[erlang-questions] Erlang in the browser

Fredrik Svahn fredrik.svahn@REDACTED
Tue Jan 31 11:56:50 CET 2012


Hi Joe,

The Erlang list [1, 2, 3] is represented as js native objects {value:
1, next: {value: 2, next: {value: 3, next:nil}}}. The size of a string
represented as a list is 40 bytes per character in Chromium on my
x86_64 machine (I do not know if the size would be smaller on a 32 bit
machine). The corresponding number for beam is 16 bytes/char for
x86_64, I believe, so it is more wasteful as expected.

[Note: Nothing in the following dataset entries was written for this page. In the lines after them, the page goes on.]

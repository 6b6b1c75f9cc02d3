use serde::{Deserialize, Serialize};

/// Connection to the classroom signaling server.
#[derive(Debug, Clone, Serialize, Deserialize)]
#[serde(default)]
pub struct SignalingConfig {
    /// WebSocket URL of the signaling server.
    pub url: String,
    /// Give up on a single connection attempt after this many seconds.
    pub connect_timeout_secs: u32,
    /// Reconnect base delay in seconds.
    pub reconnect_delay_secs: u32,
    /// Maximum reconnect delay in seconds.
    pub max_reconnect_delay_secs: u32,
    /// How long a correlated negotiation request may stay unanswered.
    pub request_timeout_ms: u32,
}

impl Default for SignalingConfig {
    fn default() -> Self {
        Self {
            url: "ws://localhost:9000/ws".into(),
            connect_timeout_secs: 15,
            reconnect_delay_secs: 1,
            max_reconnect_delay_secs: 30,
            request_timeout_ms: 10_000,
        }
    }
}
//! lectern: terminal client for a live classroom room.
//!
//! Connects to the signaling server and exposes the room's chat and
//! whiteboard channels. Media is left to graphical clients.

mod commands;

use std::path::PathBuf;
use std::process::ExitCode;

use clap::{Parser, Subcommand};
use lectern_common::LecternError;
use lectern_config::{config_to_json, load_config, LecternConfig};
use lectern_live::{LiveConfig, SignalingChannel};

#[derive(Parser)]
#[command(name = "lectern", about = "Live classroom chat and whiteboard client")]
struct Args {
    /// Config file. Defaults to the OS config directory.
    #[arg(short, long)]
    config: Option<PathBuf>,

    /// Signaling URL, overriding the config file.
    #[arg(long)]
    url: Option<String>,

    #[command(subcommand)]
    command: Command,
}

#[derive(Subcommand)]
enum Command {
    /// Join a room's chat. Lines read from stdin are sent as messages.
    Chat { room: String },
    /// Print a room's stored chat history.
    History { room: String },
    /// Follow the teacher's whiteboard.
    Watch { room: String },
    /// Print the effective configuration as JSON.
    Config,
}

#[tokio::main]
async fn main() -> ExitCode {
    let args = Args::parse();

    let config = match load_config(args.config.as_deref()) {
        Ok(config) => config,
        Err(e) => {
            eprintln!("lectern: {e}");
            return ExitCode::FAILURE;
        }
    };

    tracing_subscriber::fmt()
        .with_env_filter(
            tracing_subscriber::EnvFilter::try_from_default_env()
                .unwrap_or_else(|_| config.logging.level.as_filter().into()),
        )
        .with_writer(std::io::stderr)
        .init();

    match run(args, config).await {
        Ok(()) => ExitCode::SUCCESS,
        Err(e) => {
            tracing::error!(error = %e, "lectern failed");
            ExitCode::FAILURE
        }
    }
}

async fn run(args: Args, config: LecternConfig) -> Result<(), LecternError> {
    if let Command::Config = args.command {
        println!("{}", config_to_json(&config));
        return Ok(());
    }

    let mut live = LiveConfig::from(&config);
    if let Some(url) = args.url {
        live.signaling.url = url;
    }

    let channel = SignalingChannel::new(live.signaling.clone());
    channel.connect();
    channel
        .wait_connected(live.signaling.connect_timeout)
        .await?;
    tracing::info!(url = %live.signaling.display_url(), "Connected to signaling server");

    let result = tokio::select! {
        result = dispatch(&channel, &live, args.command) => result,
        _ = tokio::signal::ctrl_c() => {
            tracing::info!("Interrupted");
            Ok(())
        }
    };

    channel.disconnect();
    result
}

async fn dispatch(
    channel: &SignalingChannel,
    live: &LiveConfig,
    command: Command,
) -> Result<(), LecternError> {
    match command {
        Command::Chat { room } => commands::chat(channel, live, room.into()).await,
        Command::History { room } => commands::history(channel, live, room.into()).await,
        Command::Watch { room } => commands::watch(channel, live, room.into()).await,
        Command::Config => Ok(()),
    }
}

I have
considered mapping it to js arrays but haven't done any measurements.
This is just a small script so I did not want to write my own GC, also
mapping to native objects is better if I later would like to make it
possible to compile performance critical beams to native javascript
code.

The Erlang tuple {1,2,3} is represented as the js array [1, 2, 3].
Binaries are mapped to js strings, and atoms to numbers.

BR /Fredrik


On Tue, Jan 31, 2012 at 10:24 AM, Joe Armstrong <erlang@REDACTED> wrote:
> Wow - ultra interesting.
>
> Just out of curiosity - how do you represent lists and tuples in JS?
> Are they represented
> as  native JS objects or as objects on the beam stack and heap? And if
> they are native JS objects what is the storage overhead of a
> list-cell?
>
> /Joe
>
>
> On Mon, Jan 30, 2012 at 10:14 PM, Fredrik Svahn <fredrik.svahn@REDACTED> wrote:
>> There is also http://svahne.github.com/browserl, a small script which
>> I wrote just for fun.
>>
>> Short version: it is an Erlang emulator in javascript, which can load
>> and run an Erlang/OTP system from a tar file with ordinary beam files.
>> It can also load and execute individual beam files. It will run common
>> test and successfully complete some OTP test suites (the test suites
>> are not loaded in the example page, though). Files, binaries, ets and
>> floats are work in progress, at the moment they are only supported to
>> the extent needed to boot the system and run common test.
>>
>> BR /Fredrik
>>
>>
>> On Tue, Nov 29, 2011 at 12:47 AM, Raoul Duke <raould@REDACTED> wrote:
>>> wow.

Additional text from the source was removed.